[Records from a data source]

# # # #

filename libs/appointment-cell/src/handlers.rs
use std::sync::Arc;

use axum::{
    extract::{Extension, Path, Query, State},
    Json,
};
use axum_extra::TypedHeader;
use headers::{authorization::Bearer, Authorization};
use serde::Deserialize;
use serde_json::{json, Value};

use doctor_cell::DoctorDirectory;
use shared_config::AppConfig;
use shared_database::SessionContext;
use shared_models::auth::User;
use shared_models::error::AppError;

use crate::models::{AppointmentDraft, AppointmentForm};
use crate::services::{AppointmentService, BookingWorkflow};

// ==============================================================================
// QUERY PARAMETER STRUCTS
// ==============================================================================

#[derive(Debug, Deserialize)]
pub struct DeleteAppointmentQuery {
    #[serde(default)]
    pub confirm: bool,
}

// ==============================================================================
// APPOINTMENT HANDLERS
// ==============================================================================

#[axum::debug_handler]
pub async fn list_appointments(
    State(state): State<Arc<AppConfig>>,
    TypedHeader(auth): TypedHeader<Authorization<Bearer>>,
    Extension(user): Extension<User>,
) -> Result<Json<Value>, AppError> {
    let ctx = SessionContext::from_config(&state, user, auth.token());
    let appointments = AppointmentService::new(ctx).list().await?;

    Ok(Json(json!({
        "appointments": appointments,
        "total": appointments.len()
    })))
}

#[axum::debug_handler]
pub async fn create_appointment(
    State(state): State<Arc<AppConfig>>,
    TypedHeader(auth): TypedHeader<Authorization<Bearer>>,
    Extension(user): Extension<User>,
    Json(form): Json<AppointmentForm>,
) -> Result<Json<Value>, AppError> {
    let ctx = SessionContext::from_config(&state, user, auth.token());
    let appointment = AppointmentService::new(ctx).save(form, None).await?;

    Ok(Json(json!({
        "appointment": appointment,
        "message": "Appointment scheduled successfully"
    })))
}

#[axum::debug_handler]
pub async fn update_appointment(
    State(state): State<Arc<AppConfig>>,
    Path(appointment_id): Path<String>,
    TypedHeader(auth): TypedHeader<Authorization<Bearer>>,
    Extension(user): Extension<User>,
    Json(form): Json<AppointmentForm>,
) -> Result<Json<Value>, AppError> {
    let ctx = SessionContext::from_config(&state, user, auth.token());
    let appointment = AppointmentService::new(ctx)
        .save(form, Some(&appointment_id))
        .await?;

    Ok(Json(json!({
        "appointment": appointment,
        "message": "Appointment updated successfully"
    })))
}

#[axum::debug_handler]
pub async fn complete_appointment(
    State(state): State<Arc<AppConfig>>,
    Path(appointment_id): Path<String>,
    TypedHeader(auth): TypedHeader<Authorization<Bearer>>,
    Extension(user): Extension<User>,
) -> Result<Json<Value>, AppError> {
    let ctx = SessionContext::from_config(&state, user, auth.token());
    let appointment = AppointmentService::new(ctx).complete(&appointment_id).await?;

    Ok(Json(json!({ "appointment": appointment })))
}

#[axum::debug_handler]
pub async fn cancel_appointment(
    State(state): State<Arc<AppConfig>>,
    Path(appointment_id): Path<String>,
    TypedHeader(auth): TypedHeader<Authorization<Bearer>>,
    Extension(user): Extension<User>,
) -> Result<Json<Value>, AppError> {
    let ctx = SessionContext::from_config(&state, user, auth.token());
    let appointment = AppointmentService::new(ctx).cancel(&appointment_id).await?;

    Ok(Json(json!({ "appointment": appointment })))
}

#[axum::debug_handler]
pub async fn delete_appointment(
    State(state): State<Arc<AppConfig>>,
    Path(appointment_id): Path<String>,
    Query(query): Query<DeleteAppointmentQuery>,
    TypedHeader(auth): TypedHeader<Authorization<Bearer>>,
    Extension(user): Extension<User>,
) -> Result<Json<Value>, AppError> {
    let ctx = SessionContext::from_config(&state, user, auth.token());
    AppointmentService::new(ctx)
        .delete(&appointment_id, query.confirm)
        .await?;

    Ok(Json(json!({
        "deleted": appointment_id,
        "message": "Appointment deleted successfully"
    })))
}

// ==============================================================================
// BOOKING HANDLERS
// ==============================================================================

/// Books a catalog doctor. The caller returns to the directory after `return_after_secs`.
#[axum::debug_handler]
pub async fn book_doctor(
    State(state): State<Arc<AppConfig>>,
    Path(doctor_id): Path<String>,
    TypedHeader(auth): TypedHeader<Authorization<Bearer>>,
    Extension(user): Extension<User>,
    Json(draft): Json<AppointmentDraft>,
) -> Result<Json<Value>, AppError> {
    let doctor = DoctorDirectory::default().get_doctor_by_id(&doctor_id)?.clone();
    let ctx = SessionContext::from_config(&state, user, auth.token());

    let mut workflow = BookingWorkflow::new(ctx, doctor, state.booking_success_delay()).with_draft(draft);
    let fee = workflow.fee();
    let channel = workflow.draft().channel;
    let appointment = workflow.submit().await?;

    Ok(Json(json!({
        "appointment": appointment,
        "state": workflow.state(),
        "appointment_type": channel,
        "fee": fee,
        "return_after_secs": workflow.success_delay().as_secs(),
        "message": "Appointment booked successfully"
    })))
}
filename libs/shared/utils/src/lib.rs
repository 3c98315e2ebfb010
pub mod extractor;
pub mod jwt;
pub mod test_utils;
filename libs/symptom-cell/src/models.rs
use std::fmt;

use chrono::{DateTime, Utc};
use serde::{Deserialize, Serialize};
use thiserror::Error;

use shared_models::error::AppError;

// ==============================================================================
// SYMPTOM CATALOG MODELS
// ==============================================================================

#[derive(Debug, Clone, Copy, PartialEq, Eq, Serialize, Deserialize)]
#[serde(rename_all = "snake_case")]
pub enum SymptomCategory {
    General,
    Respiratory,
    Cardiac,
    Digestive,
    Neurological,
    Musculoskeletal,
}

#[derive(Debug, Clone, PartialEq, Serialize)]
pub struct Symptom {
    pub id: &'static str,
    pub name: &'static str,
    pub category: SymptomCategory,
}

/// Over-the-counter suggestion shown for a symptom.
#[derive(Debug, Clone, PartialEq, Serialize, Deserialize)]
pub struct Medicine {
    pub name: String,
    pub dosage: String,
    pub usage: String,
    pub precautions: String,
}

// ==============================================================================
// SYMPTOM CHECK MODELS
// ==============================================================================

#[derive(Debug, Clone, Copy, PartialEq, Eq, Serialize, Deserialize)]
#[serde(rename_all = "lowercase")]
pub enum SeverityLevel {
    Mild,
    Moderate,
}

impl SeverityLevel {
    /// More than three symptoms at once is rated moderate.
    pub fn for_symptom_count(count: usize) -> Self {
        if count > 3 {
            SeverityLevel::Moderate
        } else {
            SeverityLevel::Mild
        }
    }

    pub fn as_str(&self) -> &'static str {
        match self {
            SeverityLevel::Mild => "mild",
            SeverityLevel::Moderate => "moderate",
        }
    }
}

impl fmt::Display for SeverityLevel {
    fn fmt(&self, f: &mut fmt::Formatter<'_>) -> fmt::Result {
        f.write_str(self.as_str())
    }
}

#[derive(Debug, Clone, Default, Deserialize)]
#[serde(default)]
pub struct SymptomCheckRequest {
    /// Symptom ids from the catalog, e.g. `fever`.
    pub symptoms: Vec<String>,
    pub notes: Option<String>,
}

/// A stored `symptom_checks` row.
#[derive(Debug, Clone, Serialize, Deserialize)]
pub struct SymptomCheck {
    pub id: String,
    pub user_id: String,
    pub symptoms: Vec<String>,
    #[serde(default)]
    pub recommended_medicines: Vec<Medicine>,
    pub severity_level: SeverityLevel,
    #[serde(default)]
    pub notes: Option<String>,
    #[serde(default)]
    pub created_at: Option<DateTime<Utc>>,
}

// ==============================================================================
// ERROR TYPES
// ==============================================================================

#[derive(Debug, Error)]
pub enum SymptomError {
    #[error("Select at least one symptom")]
    NoSymptoms,

    #[error("Unknown symptom: {0}")]
    UnknownSymptom(String),

    #[error("No symptom check has been recorded yet")]
    NoChecks,

    #[error("Database error: {0}")]
    Database(String),

    #[error("Malformed symptom check: {0}")]
    Decode(String),

    #[error("Store returned no row for the new symptom check")]
    NotPersisted,
}

impl From<SymptomError> for AppError {
    fn from(err: SymptomError) -> Self {
        match err {
            SymptomError::NoSymptoms | SymptomError::UnknownSymptom(_) => {
                AppError::ValidationError(err.to_string())
            }
            SymptomError::NoChecks => AppError::NotFound(err.to_string()),
            SymptomError::Database(_) | SymptomError::Decode(_) | SymptomError::NotPersisted => {
                AppError::Database(err.to_string())
            }
        }
    }
}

# # # #

### Task item:
Wherever a line contains the string "confirm", copy that line from the data.

### Answer to the problem:
    pub confirm: bool,
        .delete(&appointment_id, query.confirm)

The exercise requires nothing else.